A certa altura da viagem foi preciso atravessar uma floresta. Quanto mais os três homens penetravam nela mais o mato era denso e a folhagem cerrada: Por causa disso e do anoitecer, escurecia.
Iam a meio de uma clareira quando o surdo disse: «Poisa a maca.»E deixou de andar, o que obrigou o calvo a parar também. O calvo e o surdo puseram a maca no chão.
E o surdo disse assim: «Esta floresta está cheia de assassinos e malandros. Há já um bom bocado que oiço o restolhado deles.» O calvo respondeu: «Estou em crer nisso, porque sinto que os cabelos se me estão a pôr em pé.» Então o calvo e o surdo desataram a correr, seguindo o trilho que tinham aberto no mato.
O paralítico ficou sozinho na clareira. E ele pensou: «Não gosto de estar nesta floresta. Parece-me que vou mas é fugir daqui.»

Uma das novas tendências do trabalho ideológico actual, tem sido o de substituir nos homens o punho esquerdo fechado pela genuflexão, acabar com a luta de classes e harmonizá-la com a diferença entre os muitos homens do produzir e os poucos predestinados a reproduzir, e por aí adiante.
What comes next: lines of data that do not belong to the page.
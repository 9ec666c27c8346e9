//! Segment and polygon helpers used by shapes and the narrow phase.

use super::vec2::{Vec2, EPSILON};

/// Closest point to `p` on segment `[a, b]`.
pub fn closest_point_on_segment(p: Vec2, a: Vec2, b: Vec2) -> Vec2 {
    let ab = b - a;
    let len2 = ab.length_squared();
    if len2 == 0.0 {
        return a;
    }
    let t = ((p - a).dot(ab) / len2).clamp(0.0, 1.0);
    a + ab * t
}

/// Parametric segment intersection (`p1 + t·r` vs `p2 + u·s`).
///
/// Parallel and collinear segments never intersect.
pub fn segment_intersection(p1: Vec2, q1: Vec2, p2: Vec2, q2: Vec2) -> Option<Vec2> {
    let r = q1 - p1;
    let s = q2 - p2;
    let rxs = r.cross(s);
    if rxs.abs() < EPSILON {
        return None;
    }

    let qp = p2 - p1;
    let t = qp.cross(s) / rxs;
    let u = qp.cross(r) / rxs;

    if (0.0..=1.0).contains(&t) && (0.0..=1.0).contains(&u) {
        Some(p1 + r * t)
    } else {
        None
    }
}

/// Shoelace formula. Absolute value, so winding does not matter.
pub fn polygon_area(vertices: &[Vec2]) -> f32 {
    if vertices.len() < 3 {
        return 0.0;
    }
    let mut twice = 0.0;
    for (i, a) in vertices.iter().enumerate() {
        let b = vertices[(i + 1) % vertices.len()];
        twice += a.cross(b);
    }
    (twice * 0.5).abs()
}

/// Area centroid; falls back to the vertex average for degenerate outlines.
pub fn polygon_centroid(vertices: &[Vec2]) -> Vec2 {
    if vertices.is_empty() {
        return Vec2::ZERO;
    }

    let mut signed = 0.0;
    let mut c = Vec2::ZERO;
    for (i, a) in vertices.iter().enumerate() {
        let b = vertices[(i + 1) % vertices.len()];
        let w = a.cross(b);
        signed += w;
        c += (*a + b) * w;
    }

    if signed.abs() < EPSILON {
        return vertices.iter().copied().sum::<Vec2>() / vertices.len() as f32;
    }
    c / (3.0 * signed)
}

/// Points evenly spaced on a circle, starting at angle 0.
pub fn regular_ring(center: Vec2, radius: f32, count: usize) -> Vec<Vec2> {
    (0..count)
        .map(|i| {
            let angle = (i as f32) * std::f32::consts::TAU / count as f32;
            let (sin, cos) = angle.sin_cos();
            Vec2::new(center.x + radius * cos, center.y + radius * sin)
        })
        .collect()
}

#[cfg(test)]
mod tests {
    use super::*;
    use approx::assert_relative_eq;

    #[test]
    fn closest_point_clamps_to_endpoints() {
        let a = Vec2::new(0.0, 0.0);
        let b = Vec2::new(10.0, 0.0);
        assert_eq!(closest_point_on_segment(Vec2::new(5.0, 3.0), a, b), Vec2::new(5.0, 0.0));
        assert_eq!(closest_point_on_segment(Vec2::new(-4.0, 1.0), a, b), a);
        assert_eq!(closest_point_on_segment(Vec2::new(14.0, 1.0), a, b), b);
        assert_eq!(closest_point_on_segment(Vec2::new(3.0, 3.0), a, a), a);
    }

    #[test]
    fn crossing_segments_intersect_at_midpoint() {
        let hit = segment_intersection(
            Vec2::new(0.0, 0.0),
            Vec2::new(10.0, 10.0),
            Vec2::new(0.0, 10.0),
            Vec2::new(10.0, 0.0),
        )
        .expect("segments cross");
        assert!(hit.approx_eq(Vec2::new(5.0, 5.0), 1e-4));
    }

    #[test]
    fn parallel_and_disjoint_segments_do_not_intersect() {
        let p = Vec2::new(0.0, 0.0);
        let q = Vec2::new(10.0, 0.0);
        assert!(segment_intersection(p, q, Vec2::new(0.0, 1.0), Vec2::new(10.0, 1.0)).is_none());
        assert!(segment_intersection(p, q, p, q).is_none());
        assert!(segment_intersection(p, q, Vec2::new(11.0, -1.0), Vec2::new(11.0, 1.0)).is_none());
    }

    #[test]
    fn shoelace_area_and_centroid_of_unit_square() {
        let square = [
            Vec2::new(0.0, 0.0),
            Vec2::new(2.0, 0.0),
            Vec2::new(2.0, 2.0),
            Vec2::new(0.0, 2.0),
        ];
        assert_relative_eq!(polygon_area(&square), 4.0);
        assert!(polygon_centroid(&square).approx_eq(Vec2::new(1.0, 1.0), 1e-5));
    }

    #[test]
    fn ring_points_sit_on_radius() {
        let ring = regular_ring(Vec2::new(5.0, 5.0), 3.0, 8);
        assert_eq!(ring.len(), 8);
        for p in ring {
            assert_relative_eq!(p.distance(Vec2::new(5.0, 5.0)), 3.0, epsilon = 1e-5);
        }
    }
}
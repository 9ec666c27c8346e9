#[inline]
pub(super) fn xorshift32(state: &mut u32) -> u32 {
    let mut x = *state;
    x ^= x << 13;
    x ^= x >> 17;
    x ^= x << 5;
    *state = x;
    x
}

/// Uniform float in `[lo, hi]`; returns `lo` for an empty or degenerate range.
pub(super) fn range_f32(state: &mut u32, lo: f32, hi: f32) -> f32 {
    if !(hi > lo) {
        return lo;
    }
    let unit = xorshift32(state) as f32 / u32::MAX as f32;
    lo + (hi - lo) * unit
}

/// xorshift has a fixed point at zero.
pub(super) fn seed_state(seed: u32) -> u32 {
    if seed == 0 {
        0x9E37_79B9
    } else {
        seed
    }
}
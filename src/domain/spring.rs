//! Spring - damped linear constraint between two points of the same body.
//!
//! Endpoints are indices into the owning body's point array; a spring never
//! owns or copies its points.

use crate::core::math::{Vec2, EPSILON};

use super::error::{PhysicsError, Result};
use super::point_mass::PointMass;

#[derive(Clone, Copy, Debug, PartialEq)]
pub struct Spring {
    pub point_a: usize,
    pub point_b: usize,
    pub rest_length: f32,
    pub stiffness: f32,
    pub damping: f32,
}

/// Force contribution of one spring, logged before being flushed into points.
#[derive(Clone, Copy, Debug, PartialEq)]
pub struct SpringForce {
    pub point_a: usize,
    pub point_b: usize,
    /// Force on `point_a`; `point_b` receives the negation.
    pub force: Vec2,
}

impl Spring {
    /// Connect two points; rest length is their current distance.
    pub fn new(points: &[PointMass], a: usize, b: usize, stiffness: f32, damping: f32) -> Result<Self> {
        if a == b || a >= points.len() || b >= points.len() {
            return Err(PhysicsError::InvalidShape(format!(
                "spring endpoints ({a}, {b}) invalid for {} points",
                points.len()
            )));
        }
        Ok(Self {
            point_a: a,
            point_b: b,
            rest_length: points[a].position.distance(points[b].position),
            stiffness,
            damping,
        })
    }

    /// Hooke + damping force on `point_a`.
    ///
    /// `None` when the endpoints coincide (length below [`EPSILON`]).
    pub fn force(&self, points: &[PointMass]) -> Option<SpringForce> {
        let a = fast!(points, [self.point_a]);
        let b = fast!(points, [self.point_b]);

        let (dir, length) = (b.position - a.position).try_normalize()?;

        // Positive when stretched: A is pulled toward B.
        let stretch = self.stiffness * (length - self.rest_length);
        let relative_velocity = b.velocity - a.velocity;
        let damping = self.damping * relative_velocity.dot(dir);

        Some(SpringForce {
            point_a: self.point_a,
            point_b: self.point_b,
            force: dir * (stretch + damping),
        })
    }

    /// Segment endpoints, for edge contacts and renderers.
    #[inline]
    pub fn segment(&self, points: &[PointMass]) -> (Vec2, Vec2) {
        (points[self.point_a].position, points[self.point_b].position)
    }
}

impl SpringForce {
    /// Flush into the endpoint accelerations.
    #[inline]
    pub fn apply(&self, points: &mut [PointMass]) {
        fast!(mut points, [self.point_a]).apply_force(self.force);
        fast!(mut points, [self.point_b]).apply_force(-self.force);
    }
}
A grande questão é que os problemas continuam, e perpetuam-se, mesmo nalgumas economias ditas emergentes, que em tempos idos eram países em vias de desenvolvimento, quando o conceito de Sauvi, existia no léxico sociopolítico, da geografia das economias mundiais sob a designação de “Terceiro Mundo”.
Não me esqueço, que para a transição do século, os países que se apresentavam com economias mais promissoras para o investimento eram o Chile, o Paquistão, a Irlanda e o Zimbabwe! Na altura o Zimbabwe tinha um crescimento de quase vinte e dois por cento ao ano, o que surpreende quando nos confrontamos com a realidade actual, e quanto às outras promessas é o que se vai sabendo.
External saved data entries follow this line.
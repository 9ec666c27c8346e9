use serde::{Deserialize, Serialize};

/// Below this length a vector is treated as zero (normalize, contact normals).
pub const EPSILON: f32 = 1e-4;

/// 2D Vector for physics calculations
#[derive(Clone, Copy, Debug, Default, PartialEq, Serialize, Deserialize)]
pub struct Vec2 {
    pub x: f32,
    pub y: f32,
}

impl Vec2 {
    pub const ZERO: Vec2 = Vec2 { x: 0.0, y: 0.0 };
    pub const ONE: Vec2 = Vec2 { x: 1.0, y: 1.0 };
    /// Screen-space up (+Y points down).
    pub const UP: Vec2 = Vec2 { x: 0.0, y: -1.0 };

    pub const fn new(x: f32, y: f32) -> Self {
        Self { x, y }
    }

    pub fn zero() -> Self {
        Self::ZERO
    }

    pub fn splat(v: f32) -> Self {
        Self { x: v, y: v }
    }

    pub fn length(&self) -> f32 {
        (self.x * self.x + self.y * self.y).sqrt()
    }

    pub fn length_squared(&self) -> f32 {
        self.x * self.x + self.y * self.y
    }

    pub fn distance(&self, other: Vec2) -> f32 {
        (*self - other).length()
    }

    pub fn dot(&self, other: Vec2) -> f32 {
        self.x * other.x + self.y * other.y
    }

    /// Scalar 2D cross product (z component of the 3D cross).
    pub fn cross(&self, other: Vec2) -> f32 {
        self.x * other.y - self.y * other.x
    }

    /// `s × v`: velocity of a point at lever arm `v` under angular velocity `s`.
    pub fn scalar_cross(s: f32, v: Vec2) -> Vec2 {
        Vec2::new(-s * v.y, s * v.x)
    }

    /// Unit vector, or zero when the length is below [`EPSILON`].
    pub fn normalize(&self) -> Self {
        let len = self.length();
        if len > EPSILON {
            Self { x: self.x / len, y: self.y / len }
        } else {
            Self::zero()
        }
    }

    /// Unit vector and the original length, `None` for degenerate vectors.
    pub fn try_normalize(&self) -> Option<(Vec2, f32)> {
        let len = self.length();
        if len > EPSILON {
            Some((*self / len, len))
        } else {
            None
        }
    }

    /// Linear interpolation with `t` clamped to `[0, 1]`.
    pub fn lerp(&self, other: Vec2, t: f32) -> Vec2 {
        let t = t.clamp(0.0, 1.0);
        Vec2::new(
            self.x + (other.x - self.x) * t,
            self.y + (other.y - self.y) * t,
        )
    }

    pub fn clamp(&self, min: Vec2, max: Vec2) -> Vec2 {
        Vec2::new(self.x.max(min.x).min(max.x), self.y.max(min.y).min(max.y))
    }

    pub fn min(&self, other: Vec2) -> Vec2 {
        Vec2::new(self.x.min(other.x), self.y.min(other.y))
    }

    pub fn max(&self, other: Vec2) -> Vec2 {
        Vec2::new(self.x.max(other.x), self.y.max(other.y))
    }

    /// Rotate counter-clockwise (in a Y-down frame: clockwise on screen).
    pub fn rotate(&self, angle: f32) -> Vec2 {
        let (sin, cos) = angle.sin_cos();
        Vec2::new(self.x * cos - self.y * sin, self.x * sin + self.y * cos)
    }

    pub fn approx_eq(&self, other: Vec2, epsilon: f32) -> bool {
        (self.x - other.x).abs() < epsilon && (self.y - other.y).abs() < epsilon
    }

    pub fn is_finite(&self) -> bool {
        self.x.is_finite() && self.y.is_finite()
    }
}

impl std::ops::Add for Vec2 {
    type Output = Self;
    fn add(self, rhs: Self) -> Self {
        Self { x: self.x + rhs.x, y: self.y + rhs.y }
    }
}

impl std::ops::AddAssign for Vec2 {
    fn add_assign(&mut self, rhs: Self) {
        self.x += rhs.x;
        self.y += rhs.y;
    }
}

impl std::ops::Sub for Vec2 {
    type Output = Self;
    fn sub(self, rhs: Self) -> Self {
        Self { x: self.x - rhs.x, y: self.y - rhs.y }
    }
}

impl std::ops::SubAssign for Vec2 {
    fn sub_assign(&mut self, rhs: Self) {
        self.x -= rhs.x;
        self.y -= rhs.y;
    }
}

impl std::ops::Mul<f32> for Vec2 {
    type Output = Self;
    fn mul(self, rhs: f32) -> Self {
        Self { x: self.x * rhs, y: self.y * rhs }
    }
}

impl std::ops::Mul<Vec2> for f32 {
    type Output = Vec2;
    fn mul(self, rhs: Vec2) -> Vec2 {
        rhs * self
    }
}

impl std::ops::Div<f32> for Vec2 {
    type Output = Self;
    fn div(self, rhs: f32) -> Self {
        Self { x: self.x / rhs, y: self.y / rhs }
    }
}

impl std::ops::Neg for Vec2 {
    type Output = Self;
    fn neg(self) -> Self {
        Self { x: -self.x, y: -self.y }
    }
}

impl std::iter::Sum for Vec2 {
    fn sum<I: Iterator<Item = Vec2>>(iter: I) -> Vec2 {
        iter.fold(Vec2::ZERO, |acc, v| acc + v)
    }
}

#[cfg(test)]
mod tests {
    use super::*;
    use approx::assert_relative_eq;

    #[test]
    fn cross_products_follow_right_hand_rule() {
        let x = Vec2::new(1.0, 0.0);
        let y = Vec2::new(0.0, 1.0);
        assert_eq!(x.cross(y), 1.0);
        assert_eq!(y.cross(x), -1.0);

        // ω × r for r along +x gives velocity along +y
        let v = Vec2::scalar_cross(2.0, x);
        assert_eq!(v, Vec2::new(0.0, 2.0));
    }

    #[test]
    fn normalize_guards_degenerate_vectors() {
        assert_eq!(Vec2::new(1e-6, 0.0).normalize(), Vec2::ZERO);
        assert!(Vec2::new(1e-6, 0.0).try_normalize().is_none());

        let (n, len) = Vec2::new(3.0, 4.0).try_normalize().unwrap();
        assert_relative_eq!(len, 5.0);
        assert_relative_eq!(n.length(), 1.0, epsilon = 1e-6);
    }

    #[test]
    fn lerp_clamps_parameter() {
        let a = Vec2::new(0.0, 0.0);
        let b = Vec2::new(10.0, -10.0);
        assert_eq!(a.lerp(b, 0.5), Vec2::new(5.0, -5.0));
        assert_eq!(a.lerp(b, 2.0), b);
        assert_eq!(a.lerp(b, -1.0), a);
    }

    #[test]
    fn clamp_is_componentwise() {
        let v = Vec2::new(-5.0, 50.0).clamp(Vec2::ZERO, Vec2::splat(10.0));
        assert_eq!(v, Vec2::new(0.0, 10.0));
    }
}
Só é possível desenvolvimento se apostarmos no envolvimento em coisas tão simples, como a democracia, a liberdade, a educação, a formação profissional, o estímulo ao trabalho, o acesso a uma saúde digna e um exercício de poder transparente e humanizado.
O poder é um calvário. E é simultaneamente uma sedução. Tanto para aqueles que apenas lhe imaginam as delícias, como os que já lhe sofreram os espinhos. Na maioria dos casos uns e outros, dispõem a sacrificar-lhe o melhor que a vida tão curta e tão avara tem para nos dar.
Não sei o que vai ser o ano de 2010, mas só espero que não se siga à risca o que os especialistas em macroeconomia desenham para o futuro, porque pode haver sempre um Madoff desconhecido que o pode surpreender, e lá volta o futuro ao ponto zero novamente.
Desculpem a ligeireza com que falo das coisas, mas dá para perceber que sei muito pouco do assunto, mas ainda aprendi que “Quando o dólar sobe, o Bangladesh”!
Bom ano para quem me leu até ao fim!